[Saved data entries]
▼
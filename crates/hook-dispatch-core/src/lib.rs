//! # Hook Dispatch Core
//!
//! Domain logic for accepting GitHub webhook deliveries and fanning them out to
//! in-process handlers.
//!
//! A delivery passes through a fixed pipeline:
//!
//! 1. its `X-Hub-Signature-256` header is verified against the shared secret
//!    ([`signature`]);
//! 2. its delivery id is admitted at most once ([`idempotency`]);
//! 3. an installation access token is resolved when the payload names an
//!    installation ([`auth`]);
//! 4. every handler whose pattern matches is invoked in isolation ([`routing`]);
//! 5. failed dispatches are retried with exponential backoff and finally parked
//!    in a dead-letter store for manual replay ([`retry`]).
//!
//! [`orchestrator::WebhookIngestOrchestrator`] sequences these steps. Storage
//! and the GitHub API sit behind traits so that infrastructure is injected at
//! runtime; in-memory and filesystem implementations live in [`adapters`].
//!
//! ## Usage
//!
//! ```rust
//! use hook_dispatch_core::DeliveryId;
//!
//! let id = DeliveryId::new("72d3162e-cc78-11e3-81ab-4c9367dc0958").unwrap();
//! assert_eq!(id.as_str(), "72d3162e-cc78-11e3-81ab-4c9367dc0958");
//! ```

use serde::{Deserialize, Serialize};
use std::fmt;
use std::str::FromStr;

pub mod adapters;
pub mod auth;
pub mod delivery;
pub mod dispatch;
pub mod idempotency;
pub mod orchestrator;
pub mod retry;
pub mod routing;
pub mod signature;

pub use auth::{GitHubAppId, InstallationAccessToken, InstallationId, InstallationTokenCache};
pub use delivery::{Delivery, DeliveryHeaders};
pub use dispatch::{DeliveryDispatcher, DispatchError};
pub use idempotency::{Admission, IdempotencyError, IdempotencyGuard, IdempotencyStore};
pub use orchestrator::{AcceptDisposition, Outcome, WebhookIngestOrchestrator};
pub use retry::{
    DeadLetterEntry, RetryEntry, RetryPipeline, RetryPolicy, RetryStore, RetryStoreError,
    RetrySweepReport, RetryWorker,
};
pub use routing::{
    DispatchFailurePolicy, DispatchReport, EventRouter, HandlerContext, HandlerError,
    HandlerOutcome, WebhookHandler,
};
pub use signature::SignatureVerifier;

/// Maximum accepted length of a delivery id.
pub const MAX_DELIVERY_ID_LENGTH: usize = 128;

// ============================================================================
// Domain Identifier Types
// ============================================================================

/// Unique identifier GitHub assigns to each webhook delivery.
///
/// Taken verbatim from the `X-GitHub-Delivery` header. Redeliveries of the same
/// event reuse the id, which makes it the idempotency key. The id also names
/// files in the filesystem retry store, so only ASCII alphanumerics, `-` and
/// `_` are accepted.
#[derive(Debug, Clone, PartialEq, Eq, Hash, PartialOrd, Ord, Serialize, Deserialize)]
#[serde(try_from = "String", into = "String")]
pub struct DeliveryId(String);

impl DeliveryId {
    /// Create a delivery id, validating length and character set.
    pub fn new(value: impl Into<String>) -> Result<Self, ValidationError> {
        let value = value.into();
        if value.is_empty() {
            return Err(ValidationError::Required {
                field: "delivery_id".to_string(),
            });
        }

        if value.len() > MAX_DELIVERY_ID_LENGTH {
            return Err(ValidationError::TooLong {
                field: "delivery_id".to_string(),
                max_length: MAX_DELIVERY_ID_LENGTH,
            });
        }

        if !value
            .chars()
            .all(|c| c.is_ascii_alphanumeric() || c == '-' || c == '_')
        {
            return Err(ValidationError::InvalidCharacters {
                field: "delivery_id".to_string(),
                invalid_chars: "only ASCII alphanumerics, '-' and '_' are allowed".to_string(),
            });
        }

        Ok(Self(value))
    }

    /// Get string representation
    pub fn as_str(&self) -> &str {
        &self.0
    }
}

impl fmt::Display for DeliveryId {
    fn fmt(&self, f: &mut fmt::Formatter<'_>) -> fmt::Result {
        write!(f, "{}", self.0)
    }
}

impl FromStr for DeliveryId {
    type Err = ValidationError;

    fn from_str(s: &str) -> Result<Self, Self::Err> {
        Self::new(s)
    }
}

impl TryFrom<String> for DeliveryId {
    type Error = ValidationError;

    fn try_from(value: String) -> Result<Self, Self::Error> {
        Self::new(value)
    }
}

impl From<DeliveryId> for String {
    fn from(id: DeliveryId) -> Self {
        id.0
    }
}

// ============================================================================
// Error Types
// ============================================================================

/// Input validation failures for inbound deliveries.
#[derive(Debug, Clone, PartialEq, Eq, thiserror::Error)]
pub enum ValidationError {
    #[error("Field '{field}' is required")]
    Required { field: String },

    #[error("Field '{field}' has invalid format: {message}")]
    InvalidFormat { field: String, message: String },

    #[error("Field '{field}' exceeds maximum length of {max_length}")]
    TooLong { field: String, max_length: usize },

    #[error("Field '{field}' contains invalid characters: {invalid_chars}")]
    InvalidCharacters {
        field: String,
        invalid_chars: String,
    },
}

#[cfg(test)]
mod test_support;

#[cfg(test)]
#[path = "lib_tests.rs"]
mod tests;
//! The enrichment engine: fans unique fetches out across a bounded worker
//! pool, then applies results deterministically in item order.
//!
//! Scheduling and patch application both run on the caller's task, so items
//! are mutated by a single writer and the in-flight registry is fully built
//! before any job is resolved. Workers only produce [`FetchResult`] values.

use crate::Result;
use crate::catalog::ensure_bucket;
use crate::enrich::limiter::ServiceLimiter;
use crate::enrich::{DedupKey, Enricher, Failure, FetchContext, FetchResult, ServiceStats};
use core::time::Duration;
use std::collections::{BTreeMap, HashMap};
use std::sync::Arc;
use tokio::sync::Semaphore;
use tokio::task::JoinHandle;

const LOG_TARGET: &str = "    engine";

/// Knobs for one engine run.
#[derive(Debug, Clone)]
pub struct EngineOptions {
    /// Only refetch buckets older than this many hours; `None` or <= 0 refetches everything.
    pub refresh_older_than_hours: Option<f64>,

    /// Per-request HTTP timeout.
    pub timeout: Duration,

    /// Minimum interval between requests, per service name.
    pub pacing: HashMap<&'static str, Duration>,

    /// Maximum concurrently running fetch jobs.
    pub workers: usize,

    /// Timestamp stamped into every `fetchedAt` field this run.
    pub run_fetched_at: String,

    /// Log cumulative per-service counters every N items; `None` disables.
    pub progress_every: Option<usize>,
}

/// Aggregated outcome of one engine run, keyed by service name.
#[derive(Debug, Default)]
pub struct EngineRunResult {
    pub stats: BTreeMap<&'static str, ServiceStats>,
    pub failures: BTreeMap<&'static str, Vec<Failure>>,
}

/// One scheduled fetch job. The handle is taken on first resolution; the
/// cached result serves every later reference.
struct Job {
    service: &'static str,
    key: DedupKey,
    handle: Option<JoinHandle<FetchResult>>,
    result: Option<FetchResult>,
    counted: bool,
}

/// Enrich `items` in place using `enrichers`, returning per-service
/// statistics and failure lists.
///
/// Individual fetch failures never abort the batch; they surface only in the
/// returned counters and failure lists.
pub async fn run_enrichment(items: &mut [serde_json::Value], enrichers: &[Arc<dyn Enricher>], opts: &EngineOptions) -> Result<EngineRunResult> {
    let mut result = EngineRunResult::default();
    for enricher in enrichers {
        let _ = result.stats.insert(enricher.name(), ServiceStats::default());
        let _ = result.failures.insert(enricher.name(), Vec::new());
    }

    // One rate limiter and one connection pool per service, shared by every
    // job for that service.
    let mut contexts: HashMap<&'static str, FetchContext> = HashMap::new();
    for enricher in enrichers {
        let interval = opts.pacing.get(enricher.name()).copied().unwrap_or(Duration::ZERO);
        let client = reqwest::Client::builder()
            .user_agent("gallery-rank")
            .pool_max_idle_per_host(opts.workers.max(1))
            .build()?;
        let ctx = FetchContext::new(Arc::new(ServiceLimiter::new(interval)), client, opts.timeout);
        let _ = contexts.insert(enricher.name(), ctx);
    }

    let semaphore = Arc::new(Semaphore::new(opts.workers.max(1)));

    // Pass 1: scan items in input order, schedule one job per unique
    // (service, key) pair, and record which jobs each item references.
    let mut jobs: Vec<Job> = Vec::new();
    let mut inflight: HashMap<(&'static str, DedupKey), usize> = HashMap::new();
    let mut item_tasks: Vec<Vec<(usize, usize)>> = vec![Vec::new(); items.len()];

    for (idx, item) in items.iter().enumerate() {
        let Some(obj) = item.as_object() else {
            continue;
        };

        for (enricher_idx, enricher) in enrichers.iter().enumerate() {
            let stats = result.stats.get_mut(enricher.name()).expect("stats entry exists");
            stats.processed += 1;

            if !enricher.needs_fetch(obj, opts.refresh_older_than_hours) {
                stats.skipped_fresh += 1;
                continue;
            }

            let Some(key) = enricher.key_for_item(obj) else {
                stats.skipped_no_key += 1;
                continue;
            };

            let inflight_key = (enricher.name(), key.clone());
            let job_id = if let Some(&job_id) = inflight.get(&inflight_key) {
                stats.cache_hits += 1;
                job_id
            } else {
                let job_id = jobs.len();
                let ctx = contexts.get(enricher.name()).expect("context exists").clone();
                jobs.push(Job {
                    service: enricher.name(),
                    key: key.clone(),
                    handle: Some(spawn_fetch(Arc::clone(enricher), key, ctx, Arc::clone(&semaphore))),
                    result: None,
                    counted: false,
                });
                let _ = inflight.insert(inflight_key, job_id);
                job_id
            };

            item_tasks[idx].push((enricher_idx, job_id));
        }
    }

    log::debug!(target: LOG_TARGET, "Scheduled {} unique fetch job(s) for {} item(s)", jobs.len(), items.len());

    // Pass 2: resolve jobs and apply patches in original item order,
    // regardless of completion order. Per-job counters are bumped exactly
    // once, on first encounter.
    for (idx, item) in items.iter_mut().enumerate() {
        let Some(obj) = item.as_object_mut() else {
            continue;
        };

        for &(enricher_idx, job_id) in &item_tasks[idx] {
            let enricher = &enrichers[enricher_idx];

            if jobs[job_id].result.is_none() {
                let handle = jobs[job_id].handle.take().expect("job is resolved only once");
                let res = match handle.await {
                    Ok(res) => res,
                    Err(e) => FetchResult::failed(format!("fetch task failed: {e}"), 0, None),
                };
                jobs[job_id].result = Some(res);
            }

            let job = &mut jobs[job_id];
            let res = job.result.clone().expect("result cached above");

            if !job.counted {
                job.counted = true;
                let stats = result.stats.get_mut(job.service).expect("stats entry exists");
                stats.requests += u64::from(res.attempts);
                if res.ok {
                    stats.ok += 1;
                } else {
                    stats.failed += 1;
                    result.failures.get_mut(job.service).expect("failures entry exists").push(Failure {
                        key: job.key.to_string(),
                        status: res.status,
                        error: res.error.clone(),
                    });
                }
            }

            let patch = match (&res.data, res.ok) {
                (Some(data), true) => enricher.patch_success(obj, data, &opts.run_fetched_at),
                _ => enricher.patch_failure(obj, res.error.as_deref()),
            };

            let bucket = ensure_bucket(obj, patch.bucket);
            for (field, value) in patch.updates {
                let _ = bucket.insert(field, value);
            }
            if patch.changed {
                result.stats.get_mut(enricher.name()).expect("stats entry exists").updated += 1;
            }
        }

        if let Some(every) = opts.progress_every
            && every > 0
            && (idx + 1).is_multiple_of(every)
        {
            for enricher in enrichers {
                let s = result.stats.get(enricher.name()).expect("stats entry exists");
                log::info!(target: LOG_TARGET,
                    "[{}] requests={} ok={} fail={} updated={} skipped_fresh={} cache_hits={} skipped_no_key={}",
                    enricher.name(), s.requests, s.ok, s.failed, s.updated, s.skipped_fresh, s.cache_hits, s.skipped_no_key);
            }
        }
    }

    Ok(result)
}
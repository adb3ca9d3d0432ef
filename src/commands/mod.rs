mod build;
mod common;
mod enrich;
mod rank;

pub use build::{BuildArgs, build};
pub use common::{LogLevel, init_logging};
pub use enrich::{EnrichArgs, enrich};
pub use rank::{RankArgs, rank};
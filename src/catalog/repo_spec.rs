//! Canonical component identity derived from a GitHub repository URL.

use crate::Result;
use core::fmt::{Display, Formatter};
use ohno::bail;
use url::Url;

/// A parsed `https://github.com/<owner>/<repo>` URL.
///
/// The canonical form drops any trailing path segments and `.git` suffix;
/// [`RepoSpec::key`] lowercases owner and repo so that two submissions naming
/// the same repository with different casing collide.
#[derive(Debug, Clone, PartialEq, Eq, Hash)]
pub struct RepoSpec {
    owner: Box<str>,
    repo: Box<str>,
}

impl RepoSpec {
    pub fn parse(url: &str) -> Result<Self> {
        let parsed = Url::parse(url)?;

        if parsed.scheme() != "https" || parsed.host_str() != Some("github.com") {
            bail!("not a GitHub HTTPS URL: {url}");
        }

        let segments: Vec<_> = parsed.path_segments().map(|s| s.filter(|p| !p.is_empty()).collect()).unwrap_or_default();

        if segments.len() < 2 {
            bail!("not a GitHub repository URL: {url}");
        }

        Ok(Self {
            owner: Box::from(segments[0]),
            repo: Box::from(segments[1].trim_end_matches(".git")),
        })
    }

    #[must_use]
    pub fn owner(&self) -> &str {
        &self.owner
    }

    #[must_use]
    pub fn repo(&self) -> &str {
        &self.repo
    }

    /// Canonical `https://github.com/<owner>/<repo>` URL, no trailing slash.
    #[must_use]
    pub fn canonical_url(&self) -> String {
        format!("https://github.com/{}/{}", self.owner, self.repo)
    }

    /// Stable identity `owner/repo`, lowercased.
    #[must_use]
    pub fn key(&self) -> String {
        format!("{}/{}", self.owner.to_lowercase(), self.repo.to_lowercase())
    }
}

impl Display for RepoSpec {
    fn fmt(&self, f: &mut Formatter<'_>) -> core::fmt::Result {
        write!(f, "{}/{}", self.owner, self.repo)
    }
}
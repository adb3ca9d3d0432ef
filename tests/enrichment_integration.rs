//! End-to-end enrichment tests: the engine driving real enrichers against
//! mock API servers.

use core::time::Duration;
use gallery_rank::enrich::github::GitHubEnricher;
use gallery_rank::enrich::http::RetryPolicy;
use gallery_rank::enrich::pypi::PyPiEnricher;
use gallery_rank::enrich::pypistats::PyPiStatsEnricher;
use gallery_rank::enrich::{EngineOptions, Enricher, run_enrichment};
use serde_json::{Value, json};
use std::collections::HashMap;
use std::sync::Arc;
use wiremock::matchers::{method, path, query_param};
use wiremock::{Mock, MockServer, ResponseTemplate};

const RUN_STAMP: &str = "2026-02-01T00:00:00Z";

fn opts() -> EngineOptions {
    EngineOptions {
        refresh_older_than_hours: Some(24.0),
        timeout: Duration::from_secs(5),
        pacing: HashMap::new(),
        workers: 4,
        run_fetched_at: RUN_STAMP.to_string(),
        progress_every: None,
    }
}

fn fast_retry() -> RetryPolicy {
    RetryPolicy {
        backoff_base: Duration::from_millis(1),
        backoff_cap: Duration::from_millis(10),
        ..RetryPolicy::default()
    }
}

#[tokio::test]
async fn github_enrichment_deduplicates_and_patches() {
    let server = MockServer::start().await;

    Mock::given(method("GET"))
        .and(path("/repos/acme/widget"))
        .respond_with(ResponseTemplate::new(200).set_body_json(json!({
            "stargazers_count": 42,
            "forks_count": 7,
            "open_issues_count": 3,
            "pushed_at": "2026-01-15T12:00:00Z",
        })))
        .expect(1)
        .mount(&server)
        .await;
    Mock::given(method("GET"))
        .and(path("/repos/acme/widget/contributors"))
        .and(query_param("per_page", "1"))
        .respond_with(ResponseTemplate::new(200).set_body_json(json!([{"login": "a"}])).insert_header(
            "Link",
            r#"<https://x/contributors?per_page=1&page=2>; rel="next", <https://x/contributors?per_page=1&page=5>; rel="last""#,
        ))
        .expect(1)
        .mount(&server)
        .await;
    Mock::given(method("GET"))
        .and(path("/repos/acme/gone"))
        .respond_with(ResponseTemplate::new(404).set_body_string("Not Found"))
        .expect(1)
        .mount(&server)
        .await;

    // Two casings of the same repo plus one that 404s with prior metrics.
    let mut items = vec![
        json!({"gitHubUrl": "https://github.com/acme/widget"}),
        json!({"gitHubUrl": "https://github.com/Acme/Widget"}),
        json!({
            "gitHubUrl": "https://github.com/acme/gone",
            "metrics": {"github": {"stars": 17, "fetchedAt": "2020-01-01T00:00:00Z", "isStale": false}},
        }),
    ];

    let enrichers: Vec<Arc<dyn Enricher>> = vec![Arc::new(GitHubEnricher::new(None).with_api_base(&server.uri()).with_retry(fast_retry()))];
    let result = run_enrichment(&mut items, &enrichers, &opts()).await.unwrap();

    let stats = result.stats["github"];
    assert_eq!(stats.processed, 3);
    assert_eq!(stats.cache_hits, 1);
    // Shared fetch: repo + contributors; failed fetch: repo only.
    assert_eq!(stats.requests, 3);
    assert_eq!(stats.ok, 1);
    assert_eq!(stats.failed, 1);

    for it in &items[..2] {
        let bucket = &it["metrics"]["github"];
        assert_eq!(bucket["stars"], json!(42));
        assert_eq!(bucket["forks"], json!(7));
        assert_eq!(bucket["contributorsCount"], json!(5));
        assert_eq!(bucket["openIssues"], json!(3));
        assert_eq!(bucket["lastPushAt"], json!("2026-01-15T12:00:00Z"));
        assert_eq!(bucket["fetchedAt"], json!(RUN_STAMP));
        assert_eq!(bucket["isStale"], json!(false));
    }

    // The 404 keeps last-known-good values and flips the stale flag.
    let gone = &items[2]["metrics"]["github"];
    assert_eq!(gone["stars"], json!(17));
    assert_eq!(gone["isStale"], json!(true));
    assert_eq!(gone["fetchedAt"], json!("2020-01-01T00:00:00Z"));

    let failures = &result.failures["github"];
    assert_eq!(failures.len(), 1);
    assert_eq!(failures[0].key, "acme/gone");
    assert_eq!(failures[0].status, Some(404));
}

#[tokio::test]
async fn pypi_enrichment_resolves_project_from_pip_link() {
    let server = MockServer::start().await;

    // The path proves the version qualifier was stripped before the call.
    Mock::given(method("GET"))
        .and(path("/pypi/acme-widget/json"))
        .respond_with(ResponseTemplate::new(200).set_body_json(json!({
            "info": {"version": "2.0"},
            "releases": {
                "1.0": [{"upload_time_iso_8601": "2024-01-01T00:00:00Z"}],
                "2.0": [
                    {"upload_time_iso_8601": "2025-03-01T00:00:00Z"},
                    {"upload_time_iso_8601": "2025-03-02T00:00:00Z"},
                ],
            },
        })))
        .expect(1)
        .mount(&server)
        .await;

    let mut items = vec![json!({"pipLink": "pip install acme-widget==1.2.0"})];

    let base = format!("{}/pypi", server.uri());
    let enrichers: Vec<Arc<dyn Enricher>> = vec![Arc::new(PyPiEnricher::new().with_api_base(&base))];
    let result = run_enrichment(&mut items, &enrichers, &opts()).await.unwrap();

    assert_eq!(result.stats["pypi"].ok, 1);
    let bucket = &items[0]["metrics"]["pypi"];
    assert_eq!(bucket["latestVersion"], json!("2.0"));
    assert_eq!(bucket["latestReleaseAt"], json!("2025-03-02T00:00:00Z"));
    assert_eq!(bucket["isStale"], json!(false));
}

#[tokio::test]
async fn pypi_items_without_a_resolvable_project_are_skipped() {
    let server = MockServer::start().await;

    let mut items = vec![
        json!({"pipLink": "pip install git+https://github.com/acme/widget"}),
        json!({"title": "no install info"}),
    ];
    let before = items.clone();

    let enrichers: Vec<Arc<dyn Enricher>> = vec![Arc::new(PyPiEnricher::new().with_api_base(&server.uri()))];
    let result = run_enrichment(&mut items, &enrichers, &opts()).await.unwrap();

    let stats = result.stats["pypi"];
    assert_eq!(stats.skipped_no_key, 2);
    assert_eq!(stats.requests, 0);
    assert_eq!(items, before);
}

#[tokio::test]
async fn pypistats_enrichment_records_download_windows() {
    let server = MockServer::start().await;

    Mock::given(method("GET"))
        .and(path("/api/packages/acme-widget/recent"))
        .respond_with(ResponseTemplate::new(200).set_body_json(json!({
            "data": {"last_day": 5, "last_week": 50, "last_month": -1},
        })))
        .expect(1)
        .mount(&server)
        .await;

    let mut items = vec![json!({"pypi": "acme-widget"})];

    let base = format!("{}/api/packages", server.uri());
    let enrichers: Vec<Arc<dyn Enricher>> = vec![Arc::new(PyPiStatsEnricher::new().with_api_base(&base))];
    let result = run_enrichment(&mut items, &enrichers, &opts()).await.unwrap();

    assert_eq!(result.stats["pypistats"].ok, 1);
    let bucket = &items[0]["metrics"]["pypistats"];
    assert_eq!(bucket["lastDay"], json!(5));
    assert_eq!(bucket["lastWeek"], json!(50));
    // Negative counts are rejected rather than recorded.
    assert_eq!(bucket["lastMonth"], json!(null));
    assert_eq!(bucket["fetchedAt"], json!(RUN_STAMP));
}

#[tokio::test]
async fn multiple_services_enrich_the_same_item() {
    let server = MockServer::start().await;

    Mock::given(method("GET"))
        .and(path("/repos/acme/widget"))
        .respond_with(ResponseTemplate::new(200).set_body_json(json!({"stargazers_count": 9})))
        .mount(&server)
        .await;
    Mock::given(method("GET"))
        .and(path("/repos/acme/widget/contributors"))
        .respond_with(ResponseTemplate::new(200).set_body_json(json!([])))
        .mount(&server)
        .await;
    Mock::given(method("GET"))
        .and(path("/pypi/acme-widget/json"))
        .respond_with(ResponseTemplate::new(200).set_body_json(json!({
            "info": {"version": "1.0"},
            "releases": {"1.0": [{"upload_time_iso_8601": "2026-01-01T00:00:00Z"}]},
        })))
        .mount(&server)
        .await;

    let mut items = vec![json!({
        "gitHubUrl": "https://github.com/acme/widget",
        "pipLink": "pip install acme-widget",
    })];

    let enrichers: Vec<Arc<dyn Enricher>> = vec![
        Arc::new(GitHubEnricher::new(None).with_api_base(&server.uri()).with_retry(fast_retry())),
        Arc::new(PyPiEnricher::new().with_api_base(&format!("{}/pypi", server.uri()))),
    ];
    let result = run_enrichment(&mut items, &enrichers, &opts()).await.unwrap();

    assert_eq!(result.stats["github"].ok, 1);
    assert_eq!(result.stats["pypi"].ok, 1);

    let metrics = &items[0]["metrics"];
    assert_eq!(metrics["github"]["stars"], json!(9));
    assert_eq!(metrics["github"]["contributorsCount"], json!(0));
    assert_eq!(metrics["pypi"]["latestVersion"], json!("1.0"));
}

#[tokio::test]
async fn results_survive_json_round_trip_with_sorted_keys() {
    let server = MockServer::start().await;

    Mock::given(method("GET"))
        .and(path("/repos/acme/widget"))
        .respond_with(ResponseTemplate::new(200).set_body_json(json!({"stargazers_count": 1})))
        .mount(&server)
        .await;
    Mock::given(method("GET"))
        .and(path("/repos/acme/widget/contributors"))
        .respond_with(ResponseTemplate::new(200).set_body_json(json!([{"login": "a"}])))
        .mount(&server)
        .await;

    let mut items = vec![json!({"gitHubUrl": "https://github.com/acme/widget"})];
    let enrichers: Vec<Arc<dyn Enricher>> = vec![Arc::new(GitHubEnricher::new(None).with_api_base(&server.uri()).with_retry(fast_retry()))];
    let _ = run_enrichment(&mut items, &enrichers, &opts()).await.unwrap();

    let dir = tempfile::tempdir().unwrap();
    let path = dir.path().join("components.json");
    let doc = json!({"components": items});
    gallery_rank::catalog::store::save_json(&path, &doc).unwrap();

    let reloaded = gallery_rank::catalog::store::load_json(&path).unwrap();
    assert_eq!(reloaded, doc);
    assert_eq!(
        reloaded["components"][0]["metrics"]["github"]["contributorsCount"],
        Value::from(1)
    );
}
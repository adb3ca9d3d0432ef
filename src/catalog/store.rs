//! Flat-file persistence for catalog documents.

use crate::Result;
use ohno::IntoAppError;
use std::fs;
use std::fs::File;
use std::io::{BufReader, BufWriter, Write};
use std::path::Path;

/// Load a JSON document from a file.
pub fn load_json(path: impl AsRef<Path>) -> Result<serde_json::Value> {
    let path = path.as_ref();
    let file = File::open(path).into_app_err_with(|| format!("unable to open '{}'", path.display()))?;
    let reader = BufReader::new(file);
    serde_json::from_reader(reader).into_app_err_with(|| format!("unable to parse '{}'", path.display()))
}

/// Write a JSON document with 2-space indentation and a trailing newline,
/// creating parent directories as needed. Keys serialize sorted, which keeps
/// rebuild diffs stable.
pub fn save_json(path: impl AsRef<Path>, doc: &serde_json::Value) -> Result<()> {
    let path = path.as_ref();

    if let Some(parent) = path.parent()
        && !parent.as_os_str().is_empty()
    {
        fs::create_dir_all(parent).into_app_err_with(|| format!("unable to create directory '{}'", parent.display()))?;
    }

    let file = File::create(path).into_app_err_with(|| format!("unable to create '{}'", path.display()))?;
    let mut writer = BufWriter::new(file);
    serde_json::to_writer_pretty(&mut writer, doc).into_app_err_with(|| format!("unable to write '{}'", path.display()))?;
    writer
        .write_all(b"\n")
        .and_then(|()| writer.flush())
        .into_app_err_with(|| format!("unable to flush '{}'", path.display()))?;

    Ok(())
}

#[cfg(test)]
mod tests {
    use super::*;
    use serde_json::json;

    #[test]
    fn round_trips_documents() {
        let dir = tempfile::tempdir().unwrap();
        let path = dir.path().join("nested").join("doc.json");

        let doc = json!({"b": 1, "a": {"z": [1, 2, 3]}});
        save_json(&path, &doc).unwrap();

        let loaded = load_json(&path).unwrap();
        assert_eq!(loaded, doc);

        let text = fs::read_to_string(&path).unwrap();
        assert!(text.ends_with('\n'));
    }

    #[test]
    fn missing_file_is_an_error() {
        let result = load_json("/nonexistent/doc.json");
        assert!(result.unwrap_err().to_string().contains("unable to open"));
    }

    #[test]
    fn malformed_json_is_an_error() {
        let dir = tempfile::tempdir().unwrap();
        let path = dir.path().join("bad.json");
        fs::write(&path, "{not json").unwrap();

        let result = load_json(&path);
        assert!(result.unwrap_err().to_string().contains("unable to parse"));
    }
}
▲
Start at the first line of the entries and stop at the line that contains "4. every handler". Repeat every line in that span exactly, and nothing beyond it.

- **EXERCISE ANSWER**
filename crates/hook-dispatch-core/src/lib.rs
//! # Hook Dispatch Core
//!
//! Domain logic for accepting GitHub webhook deliveries and fanning them out to
//! in-process handlers.
//!
//! A delivery passes through a fixed pipeline:
//!
//! 1. its `X-Hub-Signature-256` header is verified against the shared secret
//!    ([`signature`]);
//! 2. its delivery id is admitted at most once ([`idempotency`]);
//! 3. an installation access token is resolved when the payload names an
//!    installation ([`auth`]);
//! 4. every handler whose pattern matches is invoked in isolation ([`routing`]);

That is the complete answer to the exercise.